The Gambling Terror (1937)   3/53/53/53/53/5


Johnny Mack Brown in The Gambling Terror (1937)

High Plains Gambler

When Jeff Hayes (Johnny Mack Brown) comes to the rescue of a young boy who is screaming for help as a man hits him. The boy happens to be Jerry (Bobby Nelson) the son of Mr. Garret (Frank Ball) the owner of the town's paper and who has been rallying the rest of the town to make a stand against a protection racket. Having decided to hang around in town to run his gambling business Jeff finds he also is threatened by some heavies working for the protection racket but unlike others he won't cave in and takes the fight back against those running the operation.

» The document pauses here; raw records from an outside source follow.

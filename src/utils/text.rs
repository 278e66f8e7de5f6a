//! Pure text helpers shared by the HTML and terminal renderers.

use std::sync::LazyLock;

use regex::Regex;

use crate::models::Conversation;

/// Maximum preview length in characters, before the ellipsis
pub const PREVIEW_MAX_CHARS: usize = 40;
/// Preview shown when the last message has no visible text
pub const ATTACHMENT_PLACEHOLDER: &str = "[Attachment]";
const ELLIPSIS: char = '…';

static TAG_RE: LazyLock<Regex> = LazyLock::new(|| Regex::new(r"<[^>]+>").expect("valid tag regex"));
static WHITESPACE_RE: LazyLock<Regex> =
    LazyLock::new(|| Regex::new(r"\s+").expect("valid whitespace regex"));

/// Escape the five HTML-significant characters
pub fn escape_html(input: &str) -> String {
    let mut out = String::with_capacity(input.len());
    for ch in input.chars() {
        match ch {
            '&' => out.push_str("&amp;"),
            '<' => out.push_str("&lt;"),
            '>' => out.push_str("&gt;"),
            '"' => out.push_str("&quot;"),
            '\'' => out.push_str("&#39;"),
            _ => out.push(ch),
        }
    }
    out
}

/// Escape text taken from existing markup, for element content or an attribute.
///
/// `&` is left alone since the source markup is already entity-encoded.
pub fn escape_attr(input: &str) -> String {
    let mut out = String::with_capacity(input.len());
    for ch in input.chars() {
        match ch {
            '<' => out.push_str("&lt;"),
            '>' => out.push_str("&gt;"),
            '"' => out.push_str("&quot;"),
            '\'' => out.push_str("&#39;"),
            _ => out.push(ch),
        }
    }
    out
}

/// Avatar initials for a display label
///
/// ```
/// use chat_archive_viewer::utils::text::get_initials;
///
/// assert_eq!(get_initials("John Doe"), "JD");
/// assert_eq!(get_initials("Madonna"), "M");
/// assert_eq!(get_initials(""), "?");
/// ```
pub fn get_initials(name: &str) -> String {
    let parts: Vec<&str> = name.split_whitespace().collect();
    let (Some(first), Some(last)) = (parts.first(), parts.last()) else {
        return "?".to_string();
    };

    let mut initials: String = first.chars().take(1).collect();
    if parts.len() > 1 {
        initials.extend(last.chars().take(1));
    }
    initials.to_uppercase()
}

/// Remove markup tags, collapse whitespace runs to one space and trim
pub fn strip_tags(input: &str) -> String {
    let without_tags = TAG_RE.replace_all(input, "");
    WHITESPACE_RE.replace_all(&without_tags, " ").trim().to_string()
}

/// Short plain-text preview of a message body
pub fn message_preview(content: &str) -> String {
    let text = strip_tags(content);
    if text.is_empty() {
        return ATTACHMENT_PLACEHOLDER.to_string();
    }
    if text.chars().count() > PREVIEW_MAX_CHARS {
        let mut truncated: String = text.chars().take(PREVIEW_MAX_CHARS).collect();
        truncated.push(ELLIPSIS);
        return truncated;
    }
    text
}

/// Preview of a conversation's last message; empty for a conversation without messages
pub fn conversation_preview(conversation: &Conversation) -> String {
    conversation.last_message().map(|m| message_preview(m.content())).unwrap_or_default()
}

#[cfg(test)]
mod tests {
    use super::*;
    use crate::models::Message;

    #[test]
    fn test_escape_html() {
        assert_eq!(
            escape_html(r#"<b>"Tom" & 'Jerry'</b>"#),
            "&lt;b&gt;&quot;Tom&quot; &amp; &#39;Jerry&#39;&lt;/b&gt;"
        );
    }

    #[test]
    fn test_escape_attr_keeps_entities() {
        assert_eq!(escape_attr("https://x.test/?a=1&amp;b=2"), "https://x.test/?a=1&amp;b=2");
        assert_eq!(escape_attr("a\"<b>"), "a&quot;&lt;b&gt;");
    }

    #[test]
    fn test_initials() {
        assert_eq!(get_initials("John Doe"), "JD");
        assert_eq!(get_initials("Madonna"), "M");
        assert_eq!(get_initials(""), "?");
    }

    #[test]
    fn test_initials_uses_first_and_last_words() {
        assert_eq!(get_initials("ada king lovelace"), "AL");
        assert_eq!(get_initials("  spaced   out  "), "SO");
    }

    #[test]
    fn test_initials_whitespace_only() {
        assert_eq!(get_initials("   "), "?");
    }

    #[test]
    fn test_initials_non_ascii() {
        assert_eq!(get_initials("élodie ßmith"), "ÉSS");
    }

    #[test]
    fn test_strip_tags_collapses_whitespace() {
        assert_eq!(strip_tags("  <b>Hello</b>\n\n   <i>world</i> "), "Hello world");
    }

    #[test]
    fn test_preview_short_text_unchanged() {
        assert_eq!(message_preview("See you <b>tomorrow</b>"), "See you tomorrow");
    }

    #[test]
    fn test_preview_truncates_long_text() {
        let content = "<p>The quick brown fox jumps over the lazy dog again and again</p>";
        let stripped = strip_tags(content);
        let preview = message_preview(content);

        assert_eq!(preview.chars().count(), PREVIEW_MAX_CHARS + 1);
        assert!(preview.ends_with('…'));
        let body: String = preview.chars().take(PREVIEW_MAX_CHARS).collect();
        assert!(stripped.starts_with(&body));
    }

    #[test]
    fn test_preview_exactly_forty_chars_not_truncated() {
        let content = "a".repeat(PREVIEW_MAX_CHARS);
        assert_eq!(message_preview(&content), content);
    }

    #[test]
    fn test_preview_empty_is_attachment() {
        assert_eq!(message_preview(""), ATTACHMENT_PLACEHOLDER);
        assert_eq!(message_preview("<URIObject type=\"Picture.1\"></URIObject>"), ATTACHMENT_PLACEHOLDER);
    }

    #[test]
    fn test_conversation_preview_uses_last_message() {
        let conversation = Conversation {
            id: "c1".to_string(),
            display_name: None,
            topic: None,
            messages: vec![
                Message { content: Some("first".to_string()), ..Default::default() },
                Message { content: Some("last".to_string()), ..Default::default() },
            ],
        };
        assert_eq!(conversation_preview(&conversation), "last");
    }

    #[test]
    fn test_conversation_preview_without_messages_is_empty() {
        let conversation =
            Conversation { id: "c1".to_string(), display_name: None, topic: None, messages: vec![] };
        assert_eq!(conversation_preview(&conversation), "");
    }
}
#[cfg(test)]
mod tests {
    use super::*;
    use crate::model::{Event, Task, TaskKind};
    use crate::test_utils::{iv, temporal_event};

    #[test]
    fn insert_rejects_non_temporal_events() {
        let mut tree = TimeTree::new();
        let todo = Event::new(
            TaskKind::Todo(Task::new("todo", "", None).unwrap()),
            1.0,
            1.0,
            1.0,
            1.0,
        )
        .unwrap();
        assert!(matches!(
            tree.insert(&todo),
            Err(TreeError::NotTemporal { .. })
        ));
        assert!(tree.is_empty());
    }

    #[test]
    fn insert_indexes_each_candidate_interval() {
        let mut tree = TimeTree::new();
        let event = temporal_event("a", (7, 0), (7, 30), &[iv(9, 0, 10, 0), iv(11, 0, 12, 0)]);
        tree.insert(&event).unwrap();
        // Nominal slot plus the two disjoint candidates.
        assert_eq!(tree.size(), 3);
        tree.audit();
    }

    #[test]
    fn shared_key_accumulates_events() {
        let mut tree = TimeTree::new();
        let first = temporal_event("first", (9, 0), (10, 0), &[]);
        let second = temporal_event("second", (9, 0), (10, 0), &[]);
        tree.insert(&first).unwrap();
        tree.insert(&second).unwrap();
        assert_eq!(tree.size(), 1);
        let node = tree.search(iv(9, 0, 10, 0)).unwrap();
        assert_eq!(node.events(), &[first.id().to_string(), second.id().to_string()]);
    }

    #[test]
    fn delete_of_shared_key_keeps_the_node() {
        let mut tree = TimeTree::new();
        let first = temporal_event("first", (9, 0), (10, 0), &[]);
        let second = temporal_event("second", (9, 0), (10, 0), &[]);
        tree.insert(&first).unwrap();
        tree.insert(&second).unwrap();
        tree.delete(&first).unwrap();
        assert_eq!(tree.size(), 1);
        let node = tree.search(iv(9, 0, 10, 0)).unwrap();
        assert_eq!(node.events(), &[second.id().to_string()]);
        tree.audit();
    }

    #[test]
    fn insert_then_delete_restores_the_tree() {
        let mut tree = TimeTree::new();
        let resident = temporal_event("resident", (8, 0), (9, 0), &[iv(13, 0, 14, 0)]);
        tree.insert(&resident).unwrap();
        let before = tree.inorder();

        let visitor = temporal_event("visitor", (8, 30), (9, 30), &[iv(10, 0, 11, 0)]);
        tree.insert(&visitor).unwrap();
        tree.delete(&visitor).unwrap();

        assert_eq!(tree.inorder(), before);
        assert_eq!(tree.size(), 2);
        tree.audit();
    }

    #[test]
    fn delete_validates_before_mutating() {
        let mut tree = TimeTree::new();
        let resident = temporal_event("resident", (8, 0), (9, 0), &[]);
        tree.insert(&resident).unwrap();

        let stranger = temporal_event("stranger", (8, 0), (9, 0), &[iv(10, 0, 11, 0)]);
        // Shares the 8-9 key but its second candidate is absent: the
        // delete must fail without touching the resident.
        assert!(tree.delete(&stranger).is_err());
        assert_eq!(tree.size(), 1);
        assert!(tree.search(iv(8, 0, 9, 0)).unwrap().contains(resident.id()));
    }

    #[test]
    fn search_miss_reports_key_not_found() {
        let tree = TimeTree::new();
        assert!(matches!(
            tree.search(iv(9, 0, 10, 0)),
            Err(TreeError::KeyNotFound { .. })
        ));
    }

    #[test]
    fn overlap_search_finds_exactly_the_overlapping_keys() {
        let mut tree = TimeTree::new();
        let events = [
            temporal_event("e13", (1, 0), (3, 0), &[]),
            temporal_event("e24", (2, 0), (4, 0), &[]),
            temporal_event("e56", (5, 0), (6, 0), &[]),
            temporal_event("e79", (7, 0), (9, 0), &[]),
        ];
        for event in &events {
            tree.insert(event).unwrap();
        }
        tree.audit();

        let mut keys: Vec<_> = tree
            .overlap_search(iv(3, 0, 5, 0))
            .into_iter()
            .map(|hit| hit.key)
            .collect();
        keys.sort();
        assert_eq!(keys, vec![iv(1, 0, 3, 0), iv(2, 0, 4, 0), iv(5, 0, 6, 0)]);
    }

    #[test]
    fn overlap_search_reports_which_candidate_matched() {
        let mut tree = TimeTree::new();
        let event = temporal_event("a", (7, 0), (7, 30), &[iv(9, 0, 10, 0)]);
        tree.insert(&event).unwrap();

        let hits = tree.overlap_search(iv(9, 30, 11, 0));
        assert_eq!(hits.len(), 1);
        assert_eq!(hits[0].event, event.id());
        assert_eq!(hits[0].key, iv(9, 0, 10, 0));
    }

    #[test]
    fn rotations_keep_aggregates_fresh() {
        let mut tree = TimeTree::new();
        // Ascending inserts force left rotations; descending candidates
        // force right rotations on the way back.
        let mut events = Vec::new();
        for hour in 1..=12 {
            let event = temporal_event("t", (hour, 0), (hour, 30), &[]);
            tree.insert(&event).unwrap();
            tree.audit();
            events.push(event);
        }
        assert_eq!(tree.size(), 12);

        for event in &events {
            tree.delete(event).unwrap();
            tree.audit();
        }
        assert!(tree.is_empty());
    }

    #[test]
    fn render_lists_every_key() {
        let mut tree = TimeTree::new();
        for hour in [9, 7, 11] {
            tree.insert(&temporal_event("t", (hour, 0), (hour, 30), &[]))
                .unwrap();
        }
        let rendered = tree.render();
        assert_eq!(rendered.lines().count(), 3);
        assert!(rendered.contains("└── "));
    }
}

Before Clint Eastwood played various men with no name who wandered in to town and helped them against what ever bad guy it was threatening them there was.... well there was a lot of actors who did the same but just didn't do it as memorably. In "The Gambling Terror" Johnny Mack Brown might not be a mysterious stranger but as Jeff Hayes he is the stranger who comes to town and makes a stand against the illegal protection racket which the rest of the town is pandering to. And yes that means that "The Gambling Terror" is a pretty generic old western.

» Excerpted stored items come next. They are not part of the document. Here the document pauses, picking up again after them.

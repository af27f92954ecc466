//! Sweep-line extraction of pairwise candidate overlaps.
//!
//! Given the `{event, key}` hits of an overlap query, this pass derives
//! the symmetric relation "events E1 and E2 have at least one pair of
//! candidate intervals that overlap in time", together with the interval
//! pairs that witness it. The relation seeds the CSP's arc set.

use std::collections::{HashMap, HashSet};

use chrono::{DateTime, Utc};

use super::Hit;
use crate::interval::TimeInterval;
use crate::Id;

/// Symmetric map from an ordered event-id pair to the set of candidate
/// interval pairs `(first's interval, second's interval)` that overlap.
pub type OverlapPairs = HashMap<(Id, Id), HashSet<(TimeInterval, TimeInterval)>>;

/// Endpoint kind. `End` sorts before `Start` at equal timestamps, so a
/// candidate that ends exactly when another starts is *not* paired with
/// it: tasks meeting at one instant are physically compatible even though
/// the closed intervals technically overlap there.
#[derive(Debug, Clone, Copy, PartialEq, Eq, PartialOrd, Ord)]
enum EndpointKind {
    End,
    Start,
}

/// Runs the sweep over the given hits.
///
/// Both orientations of every pair are recorded, so the result satisfies
/// `(a, b) ∈ pairs ⇔ (b, a) ∈ pairs`. Hits of the same event never pair
/// with each other.
pub fn pair_overlaps(hits: &[Hit]) -> OverlapPairs {
    let mut endpoints: Vec<(DateTime<Utc>, EndpointKind, usize)> =
        Vec::with_capacity(hits.len() * 2);
    for (index, hit) in hits.iter().enumerate() {
        endpoints.push((hit.key.start(), EndpointKind::Start, index));
        endpoints.push((hit.key.end(), EndpointKind::End, index));
    }
    endpoints.sort();

    let mut pairs = OverlapPairs::new();
    let mut active: Vec<usize> = Vec::new();
    for (_, kind, index) in endpoints {
        match kind {
            EndpointKind::Start => {
                let hit = &hits[index];
                for &other_index in &active {
                    let other = &hits[other_index];
                    if other.event == hit.event {
                        continue;
                    }
                    pairs
                        .entry((hit.event.clone(), other.event.clone()))
                        .or_default()
                        .insert((hit.key, other.key));
                    pairs
                        .entry((other.event.clone(), hit.event.clone()))
                        .or_default()
                        .insert((other.key, hit.key));
                }
                active.push(index);
            }
            EndpointKind::End => {
                active.retain(|&other_index| other_index != index);
            }
        }
    }
    pairs
}

#[cfg(test)]
mod tests {
    use super::*;
    use crate::test_utils::iv;

    fn hit(event: &str, key: TimeInterval) -> Hit {
        Hit {
            event: event.to_string(),
            key,
        }
    }

    #[test]
    fn overlapping_candidates_pair_both_ways() {
        let hits = [hit("a", iv(9, 0, 10, 0)), hit("b", iv(9, 30, 11, 0))];
        let pairs = pair_overlaps(&hits);
        assert_eq!(pairs.len(), 2);

        let forward = &pairs[&("b".to_string(), "a".to_string())];
        assert!(forward.contains(&(iv(9, 30, 11, 0), iv(9, 0, 10, 0))));
        let backward = &pairs[&("a".to_string(), "b".to_string())];
        assert!(backward.contains(&(iv(9, 0, 10, 0), iv(9, 30, 11, 0))));
    }

    #[test]
    fn touching_candidates_do_not_pair() {
        let hits = [hit("a", iv(9, 0, 10, 0)), hit("b", iv(10, 0, 11, 0))];
        assert!(pair_overlaps(&hits).is_empty());
    }

    #[test]
    fn same_event_candidates_never_pair() {
        // Two hits of one event cannot conflict with themselves.
        let hits = [hit("a", iv(9, 0, 10, 0)), hit("a", iv(9, 30, 10, 30))];
        assert!(pair_overlaps(&hits).is_empty());
    }

    #[test]
    fn disjoint_candidates_produce_nothing() {
        let hits = [hit("a", iv(9, 0, 10, 0)), hit("b", iv(11, 0, 12, 0))];
        assert!(pair_overlaps(&hits).is_empty());
    }

    #[test]
    fn result_is_symmetric_and_witnessed() {
        let hits = [
            hit("a", iv(6, 0, 8, 0)),
            hit("b", iv(6, 30, 7, 0)),
            hit("b", iv(8, 0, 8, 30)),
            hit("c", iv(7, 30, 8, 30)),
        ];
        let pairs = pair_overlaps(&hits);
        for ((first, second), witnesses) in &pairs {
            let mirrored = &pairs[&(second.clone(), first.clone())];
            for (i1, i2) in witnesses {
                assert!(i1.overlaps(i2));
                assert!(mirrored.contains(&(*i2, *i1)));
            }
        }
        // a[6-8] overlaps b[6:30-7] and c[7:30-8:30]; b[8-8:30] overlaps
        // c[7:30-8:30]; b[8-8:30] only touches a[6-8].
        assert!(pairs.contains_key(&("a".to_string(), "b".to_string())));
        assert!(pairs.contains_key(&("a".to_string(), "c".to_string())));
        assert!(pairs.contains_key(&("b".to_string(), "c".to_string())));
        assert_eq!(
            pairs[&("a".to_string(), "b".to_string())],
            HashSet::from([(iv(6, 0, 8, 0), iv(6, 30, 7, 0))])
        );
    }
}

The most interesting and semi-unique aspect of "The Gambling Terror" is that Jeff Hayes runs a travelling gambling operation and of course that makes him a bit of a dubious fellow to those who are clean cut. And yes that means when it comes to the obligatory female character who is the sister of Jerry, she takes an initial dislike to Jeff for being involved in gambling. But beyond that everything else in "The Gambling Terror" is typical right down to the obligatory comedic character.

What this all boils down to is that "The Gambling Terror" is just another old, quickly made western from the era when children would flock to the picture house on a Saturday morning to see the latest cowboy flick.